Retirement

Smart Investment And Retirement Strategies From 20s And Beyond

Image Credits: Tax Credits via Flickr

IN YOUR 20s

1. EDUCATE YOURSELF.

Read and understand materials about self-empowerment, investment, and money management. Here are four books to get you started with:

“The War of Art” by Steven Pressfield
“Why Stocks Go Up and Down” by William Pike
“The Intelligent Investor” by Benjamin Graham
“Turning Pro” by Steven Pressfield

2. CONNECT AND DISCONNECT MORE.

Networking is very important especially if you will be dabbling in the field of business. Meeting people with shared interests will not only bring a life of fun but also a life of opportunities. Your network may refer you to your first job or even challenge you to be a business partner. On the other hand, you must disconnect with the distractions such as excessive amounts of alcohol or other vices that are harmful to your body.

IN YOUR 30s

3. BEGIN NOW.

The sooner you start, the more money you part with. In order to retire on 80% of an income, a 30-year-old must save 10% of his or her salary.

4. INVEST IN STOCKS.

Even if the economy suffers badly, your account will have time to recover. For instance, The Fidelity Select Software and Computer fund has yielded more than 11% a year since 1996. Keep it basic with a low-cost index fund.

IN YOUR 40s

5. PUT VALUE TO YOURSELF.

You may want to put your retirement savings into hold because of your child’s college fund. But, keep in mind that you cannot load for retirement yet you can loan for college fees or even get a scholarship.

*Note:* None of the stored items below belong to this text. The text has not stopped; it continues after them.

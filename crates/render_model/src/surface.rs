//! Replaying draw plans onto a drawing surface
//!
//! A [`DrawSurface`] is whatever finally puts pixels somewhere: a raster
//! canvas, a GPU text atlas, or the [`RecordingSurface`] used in tests.
//! Replaying takes `&mut` on the surface, so one surface can only serve one
//! plan at a time.

use crate::{Color, DrawInstruction, DrawPlan, Rect, Result, ShadowState};
use serde::Serialize;
use text_engine::FontState;

/// A drawing backend
pub trait DrawSurface {
    /// Resize the surface; this discards its previous contents and state.
    fn resize(&mut self, width: u32, height: u32) -> Result<()>;

    fn set_font(&mut self, font: &FontState);

    fn translate(&mut self, x: f64, y: f64);

    fn fill_rect(&mut self, bounds: Rect, color: Color);

    fn shadow(&self) -> ShadowState;

    fn set_shadow(&mut self, shadow: ShadowState);

    fn fill_text(&mut self, text: &str, x: f64, y: f64, color: Color);
}

impl DrawPlan {
    /// Draw this plan onto `surface`
    pub fn execute<S: DrawSurface + ?Sized>(&self, surface: &mut S) -> Result<()> {
        surface.resize(self.width, self.height)?;
        // Resizing resets the font, so it is applied afterwards
        surface.set_font(&self.font);

        let mut saved_shadow = None;
        for instruction in &self.instructions {
            match instruction {
                DrawInstruction::Translate { x, y } => surface.translate(*x, *y),
                DrawInstruction::FillRect { bounds, color } => surface.fill_rect(*bounds, *color),
                DrawInstruction::SetShadow(shadow) => {
                    saved_shadow = Some(surface.shadow());
                    surface.set_shadow(*shadow);
                }
                DrawInstruction::DrawText { text, x, y } => {
                    surface.fill_text(text, *x, *y, self.text_color)
                }
                DrawInstruction::RestoreShadow => {
                    if let Some(shadow) = saved_shadow.take() {
                        surface.set_shadow(shadow);
                    }
                }
            }
        }
        Ok(())
    }
}

/// A call received by a [`RecordingSurface`]
#[derive(Debug, Clone, PartialEq, Serialize)]
pub enum SurfaceCall {
    Resize { width: u32, height: u32 },
    SetFont(String),
    Translate { x: f64, y: f64 },
    FillRect { bounds: Rect, color: Color },
    SetShadow(ShadowState),
    FillText { text: String, x: f64, y: f64, color: Color, shadow: ShadowState },
}

/// Headless surface that records every call
#[derive(Debug, Clone, Default)]
pub struct RecordingSurface {
    pub calls: Vec<SurfaceCall>,
    pub width: u32,
    pub height: u32,
    /// Accumulated translation
    pub origin: (f64, f64),
    shadow: ShadowState,
    max_dimension: Option<u32>,
}

impl RecordingSurface {
    pub fn new() -> Self {
        Self::default()
    }

    /// Reject resizes beyond `max` pixels in either direction
    pub fn with_max_dimension(mut self, max: u32) -> Self {
        self.max_dimension = Some(max);
        self
    }

    /// Text drawn so far, in order
    pub fn texts(&self) -> Vec<&str> {
        self.calls
            .iter()
            .filter_map(|call| match call {
                SurfaceCall::FillText { text, .. } => Some(text.as_str()),
                _ => None,
            })
            .collect()
    }
}

impl DrawSurface for RecordingSurface {
    fn resize(&mut self, width: u32, height: u32) -> Result<()> {
        if let Some(max) = self.max_dimension {
            if width > max || height > max {
                return Err(crate::RenderError::SurfaceFailed(format!(
                    "{}x{} exceeds the {}px limit",
                    width, height, max
                )));
            }
        }
        self.width = width;
        self.height = height;
        self.origin = (0.0, 0.0);
        self.shadow = ShadowState::default();
        self.calls.push(SurfaceCall::Resize { width, height });
        Ok(())
    }

    fn set_font(&mut self, font: &FontState) {
        self.calls.push(SurfaceCall::SetFont(font.css_font()));
    }

    fn translate(&mut self, x: f64, y: f64) {
        self.origin.0 += x;
        self.origin.1 += y;
        self.calls.push(SurfaceCall::Translate { x, y });
    }

    fn fill_rect(&mut self, bounds: Rect, color: Color) {
        self.calls.push(SurfaceCall::FillRect { bounds, color });
    }

    fn shadow(&self) -> ShadowState {
        self.shadow
    }

    fn set_shadow(&mut self, shadow: ShadowState) {
        self.shadow = shadow;
        self.calls.push(SurfaceCall::SetShadow(shadow));
    }

    fn fill_text(&mut self, text: &str, x: f64, y: f64, color: Color) {
        self.calls.push(SurfaceCall::FillText {
            text: text.to_string(),
            x,
            y,
            color,
            shadow: self.shadow,
        });
    }
}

6. SEEK THE EXPERT’S ADVICE.

To reach the maximum level of your retirement savings, sit down with a financial planner. Create a financial goal together and learn how to save more, spend wisely, and invest to reach it.

IN YOUR 50s

7. STAY WITH STOCKS.

You may increase your percentage of savings by investing in bonds but do not totally quit on stocks. To battle inflation, you must lean on the stocks’ higher growth potential.